## [Work instruction]
Count every line in the data below where "enum" occurs, then state that number and nothing more.

## [Records for this exercise]
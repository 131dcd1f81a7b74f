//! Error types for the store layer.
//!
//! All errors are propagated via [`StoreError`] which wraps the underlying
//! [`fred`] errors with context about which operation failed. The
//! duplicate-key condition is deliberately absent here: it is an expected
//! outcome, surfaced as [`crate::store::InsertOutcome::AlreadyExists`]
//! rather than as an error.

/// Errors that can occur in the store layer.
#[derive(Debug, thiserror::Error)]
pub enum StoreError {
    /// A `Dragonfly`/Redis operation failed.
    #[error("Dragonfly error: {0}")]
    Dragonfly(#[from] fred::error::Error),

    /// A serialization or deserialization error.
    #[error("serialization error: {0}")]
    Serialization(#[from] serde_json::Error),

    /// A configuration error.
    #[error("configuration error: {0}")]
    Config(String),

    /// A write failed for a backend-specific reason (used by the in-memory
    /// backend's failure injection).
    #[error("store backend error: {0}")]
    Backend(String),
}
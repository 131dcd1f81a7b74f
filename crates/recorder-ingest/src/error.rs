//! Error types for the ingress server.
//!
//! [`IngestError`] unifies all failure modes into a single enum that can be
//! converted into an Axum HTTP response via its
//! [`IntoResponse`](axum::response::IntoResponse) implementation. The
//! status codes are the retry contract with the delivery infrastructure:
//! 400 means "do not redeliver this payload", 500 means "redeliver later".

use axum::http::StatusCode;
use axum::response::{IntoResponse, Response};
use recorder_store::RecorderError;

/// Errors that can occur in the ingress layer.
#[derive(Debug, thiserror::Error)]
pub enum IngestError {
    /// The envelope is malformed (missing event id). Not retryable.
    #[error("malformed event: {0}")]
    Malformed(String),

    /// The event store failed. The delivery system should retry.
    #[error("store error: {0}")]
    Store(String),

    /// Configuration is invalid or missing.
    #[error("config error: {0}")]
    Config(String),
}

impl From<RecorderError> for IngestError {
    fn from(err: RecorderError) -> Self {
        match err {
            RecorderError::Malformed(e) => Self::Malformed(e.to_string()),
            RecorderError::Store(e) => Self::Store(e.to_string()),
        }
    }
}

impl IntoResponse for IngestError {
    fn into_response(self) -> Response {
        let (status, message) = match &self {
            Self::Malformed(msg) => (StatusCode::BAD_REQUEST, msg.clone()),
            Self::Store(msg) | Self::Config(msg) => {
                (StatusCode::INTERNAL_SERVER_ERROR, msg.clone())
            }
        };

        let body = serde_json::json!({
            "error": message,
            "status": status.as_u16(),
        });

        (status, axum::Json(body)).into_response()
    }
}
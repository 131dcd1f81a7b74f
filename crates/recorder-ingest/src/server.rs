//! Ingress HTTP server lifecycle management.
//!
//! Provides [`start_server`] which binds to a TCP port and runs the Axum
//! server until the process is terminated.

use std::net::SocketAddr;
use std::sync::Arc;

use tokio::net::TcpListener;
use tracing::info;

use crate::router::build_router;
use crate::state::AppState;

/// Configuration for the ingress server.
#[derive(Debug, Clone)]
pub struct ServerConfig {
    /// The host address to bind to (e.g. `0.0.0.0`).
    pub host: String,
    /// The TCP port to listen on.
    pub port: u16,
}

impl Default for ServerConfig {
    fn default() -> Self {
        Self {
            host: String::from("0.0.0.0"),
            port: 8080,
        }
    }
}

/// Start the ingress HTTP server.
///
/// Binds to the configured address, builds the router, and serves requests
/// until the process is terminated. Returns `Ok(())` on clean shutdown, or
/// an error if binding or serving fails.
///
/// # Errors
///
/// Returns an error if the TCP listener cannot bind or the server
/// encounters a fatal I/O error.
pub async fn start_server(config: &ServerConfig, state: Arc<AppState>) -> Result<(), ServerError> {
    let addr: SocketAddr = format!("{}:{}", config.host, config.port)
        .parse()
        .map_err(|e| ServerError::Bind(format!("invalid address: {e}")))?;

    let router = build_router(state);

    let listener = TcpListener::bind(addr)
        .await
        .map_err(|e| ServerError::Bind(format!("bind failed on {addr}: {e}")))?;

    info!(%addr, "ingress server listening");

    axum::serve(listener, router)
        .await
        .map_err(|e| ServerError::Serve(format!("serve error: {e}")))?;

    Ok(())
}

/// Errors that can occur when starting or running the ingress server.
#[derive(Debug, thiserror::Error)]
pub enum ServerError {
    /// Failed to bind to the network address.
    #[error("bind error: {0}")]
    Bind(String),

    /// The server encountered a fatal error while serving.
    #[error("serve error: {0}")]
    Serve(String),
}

## [Solution to the exercise]
4